Naturalist servers treat the Overworld like a living ecosystem, not a quarry. The pace is slower and more outdoorsy: you travel by river and ridge, learn biomes by their spawns, and let the map shape your goals. Mining and building still matter, but the surface world and what lives in it is the main game.

The core loop feels like fieldwork. You track and relocate animals, breed in small numbers, collect plants and dyes in-season, mark trails, and set up camps that make long routes safe. Builds skew practical and scenic: cabins, ranger stations, bridges, docks, watchtowers, map rooms, and small settlements linked by roads and signage instead of sprawling machine districts.

Most of the format is enforced by culture. Griefing is usually shut down hard, and hyper-efficient automation is often frowned on or capped so the world stays readable and intact. Trade favors materials gathered with care, like wool, leather, honey, food, and botanicals, and players share coordinates for places worth revisiting or protecting, from mangroves and coral reefs to flower forests and ice spikes.

When it lands, it feels like survival with restraint and attention. You still prep for nights, weather, and long supply runs, but progress shows up as knowledge and reach: knowing where to go, what to bring, and how to build without flattening the landscape.

Is Naturalist basically vanilla survival?

Usually yes on mechanics, but different in priorities.
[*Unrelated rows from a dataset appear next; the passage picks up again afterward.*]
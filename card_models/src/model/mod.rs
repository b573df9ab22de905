//! Model definitions - the note types facts are built from.

mod field;
mod template;

pub use field::*;
pub use template::*;

use serde::{Deserialize, Serialize};
use uuid::Uuid;

use crate::errors::{ModelError, ModelResult};

/// Unique identifier for models.
#[derive(Debug, Clone, Copy, PartialEq, Eq, Hash, Serialize, Deserialize)]
pub struct ModelId(pub Uuid);

impl ModelId {
    /// Create a new random model ID.
    pub fn new() -> Self {
        Self(Uuid::new_v4())
    }

    /// Create a model ID from a specific UUID.
    pub fn from_uuid(uuid: Uuid) -> Self {
        Self(uuid)
    }
}

impl Default for ModelId {
    fn default() -> Self {
        Self::new()
    }
}

impl std::fmt::Display for ModelId {
    fn fmt(&self, f: &mut std::fmt::Formatter<'_>) -> std::fmt::Result {
        write!(f, "{}", self.0)
    }
}

/// A note type: an ordered field list plus the card templates built from it.
///
/// Field and template order is significant. A field's position is its
/// ordinal, which is how facts, checksum entries and cards refer to it.
#[derive(Debug, Clone, Serialize, Deserialize)]
pub struct Model {
    pub id: ModelId,
    pub name: String,
    pub fields: Vec<FieldDef>,
    pub templates: Vec<TemplateDef>,
}

impl Model {
    /// Create an empty model with the given name.
    pub fn new(name: impl Into<String>) -> Self {
        Self {
            id: ModelId::new(),
            name: name.into(),
            fields: Vec::new(),
            templates: Vec::new(),
        }
    }

    /// Append a field definition.
    pub fn with_field(mut self, field: FieldDef) -> Self {
        self.fields.push(field);
        self
    }

    /// Append a card template.
    pub fn with_template(mut self, template: TemplateDef) -> Self {
        self.templates.push(template);
        self
    }

    /// Ordinal of the named field, if the model declares it.
    pub fn field_index(&self, name: &str) -> Option<usize> {
        self.fields.iter().position(|f| f.name == name)
    }

    /// Ordinal of the named field, failing with `UnknownField` otherwise.
    pub fn require_field(&self, name: &str) -> ModelResult<usize> {
        self.field_index(name).ok_or_else(|| ModelError::UnknownField {
            model: self.name.clone(),
            field: name.to_string(),
        })
    }

    /// Get a field definition by name.
    pub fn field(&self, name: &str) -> Option<&FieldDef> {
        self.fields.iter().find(|f| f.name == name)
    }

    /// Field names in declaration order.
    pub fn field_names(&self) -> impl Iterator<Item = &str> {
        self.fields.iter().map(|f| f.name.as_str())
    }

    /// Templates that generate cards, with their ordinals.
    pub fn active_templates(&self) -> impl Iterator<Item = (usize, &TemplateDef)> {
        self.templates.iter().enumerate().filter(|(_, t)| t.active)
    }

    /// Ordinals of the fields flagged unique.
    pub fn unique_fields(&self) -> impl Iterator<Item = usize> + '_ {
        self.fields
            .iter()
            .enumerate()
            .filter(|(_, f)| f.unique)
            .map(|(ord, _)| ord)
    }
}

#[cfg(test)]
mod tests {
    use super::*;

    fn sample() -> Model {
        Model::new("Vocab")
            .with_field(FieldDef::new("Word").with_required(true).with_unique(true))
            .with_field(FieldDef::new("Meaning"))
            .with_field(FieldDef::new("Example").with_unique(true))
            .with_template(TemplateDef::new("Recognition", "{{Word}}", "{{Meaning}}"))
            .with_template(
                TemplateDef::new("Recall", "{{Meaning}}", "{{Word}}").with_active(false),
            )
    }

    #[test]
    fn test_field_lookup() {
        let model = sample();
        assert_eq!(model.field_index("Meaning"), Some(1));
        assert_eq!(model.field_index("meaning"), None);
        assert!(model.field("Word").unwrap().required);
        assert_eq!(
            model.field_names().collect::<Vec<_>>(),
            vec!["Word", "Meaning", "Example"]
        );
    }

    #[test]
    fn test_require_field_error() {
        let model = sample();
        assert_eq!(model.require_field("Example").unwrap(), 2);

        let err = model.require_field("Reading").unwrap_err();
        assert!(matches!(err, ModelError::UnknownField { ref field, .. } if field == "Reading"));
        assert_eq!(err.to_string(), "model `Vocab` has no field named `Reading`");
    }

    #[test]
    fn test_active_templates() {
        let mut model = sample();
        let active: Vec<_> = model.active_templates().map(|(ord, _)| ord).collect();
        assert_eq!(active, vec![0]);

        model.templates[1].active = true;
        assert_eq!(model.active_templates().count(), 2);
    }

    #[test]
    fn test_unique_fields() {
        let model = sample();
        assert_eq!(model.unique_fields().collect::<Vec<_>>(), vec![0, 2]);
    }

    #[test]
    fn test_model_ids_are_distinct() {
        assert_ne!(Model::new("A").id, Model::new("A").id);
    }
}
The point is exploration, wildlife, and land-friendly building, and many communities discourage turning chunks into always-on factories.

What does progression look like without heavy automation?
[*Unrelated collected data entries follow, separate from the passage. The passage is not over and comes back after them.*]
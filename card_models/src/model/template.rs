//! Card templates and the field substitution used to render them.

use regex::{Captures, Regex};
use serde::{Deserialize, Serialize};
use std::sync::LazyLock;

static FIELD_REF: LazyLock<Regex> =
    LazyLock::new(|| Regex::new(r"\{\{([^{}]*)\}\}").expect("field reference pattern"));
static HTML_COMMENT: LazyLock<Regex> =
    LazyLock::new(|| Regex::new(r"(?s)<!--.*?-->").expect("comment pattern"));
static HTML_TAG: LazyLock<Regex> =
    LazyLock::new(|| Regex::new(r"(?s)<.*?>").expect("tag pattern"));

/// A card template: how one card's question and answer are built from a fact.
#[derive(Debug, Clone, PartialEq, Eq, Serialize, Deserialize)]
pub struct TemplateDef {
    pub name: String,
    pub question_format: String,
    pub answer_format: String,

    /// Inactive templates produce no cards.
    pub active: bool,
}

impl TemplateDef {
    /// Create an active template.
    pub fn new(
        name: impl Into<String>,
        question_format: impl Into<String>,
        answer_format: impl Into<String>,
    ) -> Self {
        Self {
            name: name.into(),
            question_format: question_format.into(),
            answer_format: answer_format.into(),
            active: true,
        }
    }

    pub fn with_active(mut self, active: bool) -> Self {
        self.active = active;
        self
    }

    pub fn render_question<'a>(&self, lookup: impl Fn(&str) -> Option<&'a str>) -> String {
        render(&self.question_format, lookup)
    }

    pub fn render_answer<'a>(&self, lookup: impl Fn(&str) -> Option<&'a str>) -> String {
        render(&self.answer_format, lookup)
    }
}

/// Replace every `{{Name}}` reference with the named field's value.
///
/// Only plain field references are understood. Section markers, cloze
/// references and unknown names render as the empty string.
pub fn render<'a>(format: &str, lookup: impl Fn(&str) -> Option<&'a str>) -> String {
    FIELD_REF
        .replace_all(format, |caps: &Captures| {
            lookup(caps[1].trim()).unwrap_or_default().to_string()
        })
        .into_owned()
}

/// Reduce field HTML to its visible text.
///
/// Comments and tags are removed, common entities decoded, and the result
/// trimmed.
pub fn strip_html(text: &str) -> String {
    let text = HTML_COMMENT.replace_all(text, "");
    let text = HTML_TAG.replace_all(&text, "");
    text.replace("&nbsp;", " ")
        .replace("&lt;", "<")
        .replace("&gt;", ">")
        .replace("&quot;", "\"")
        .replace("&amp;", "&")
        .trim()
        .to_string()
}

#[cfg(test)]
mod tests {
    use super::*;

    fn lookup(name: &str) -> Option<&'static str> {
        match name {
            "Front" => Some("one"),
            "Back" => Some("two"),
            _ => None,
        }
    }

    #[test]
    fn test_render_substitutes_fields() {
        let template = TemplateDef::new("Forward", "{{Front}}", "Q: {{Front}} / A: {{ Back }}");
        assert_eq!(template.render_question(lookup), "one");
        assert_eq!(template.render_answer(lookup), "Q: one / A: two");
    }

    #[test]
    fn test_render_unknown_references_are_blank() {
        assert_eq!(render("[{{Missing}}]", lookup), "[]");
        assert_eq!(
            render("{{#cloze:1:Text}}<br>{{cloze:1:Text}}<br>{{/cloze:1:Text}}", lookup),
            "<br><br>"
        );
    }

    #[test]
    fn test_strip_html() {
        assert_eq!(strip_html("<b>bold</b> text"), "bold text");
        assert_eq!(strip_html("a<!-- hidden <i>x</i> -->b"), "ab");
        assert_eq!(strip_html("&nbsp;fish &amp; chips "), "fish & chips");
        assert_eq!(strip_html("<br><div></div>"), "");
    }
}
You progress through routes, outposts, and dependable supplies. Better shelters, safer travel corridors, and access to specific biomes and materials matter more than raw output per hour. Small farms and trading still exist, just not at megabase scale.

What should I do on day one?

Get mobile and stay light. Secure food and a bed, then set a first camp near varied terrain so you can reach multiple biomes. A boat, leads, and a few fences go a long way for moving animals and keeping a campsite stable.

Do I need to roleplay?

Not usually. Some servers lean into expedition or ranger vibes, but most are normal survival communities that value immersion and good outdoor builds without requiring in-character play.

What behavior gets you in trouble on these servers?

Over-hunting shared areas, scarring the surface with careless strip pits, clearcutting without replanting, and dumping loud builds into pristine biomes. If an area is treated like a preserve or landmark, ask before expanding or harvesting there.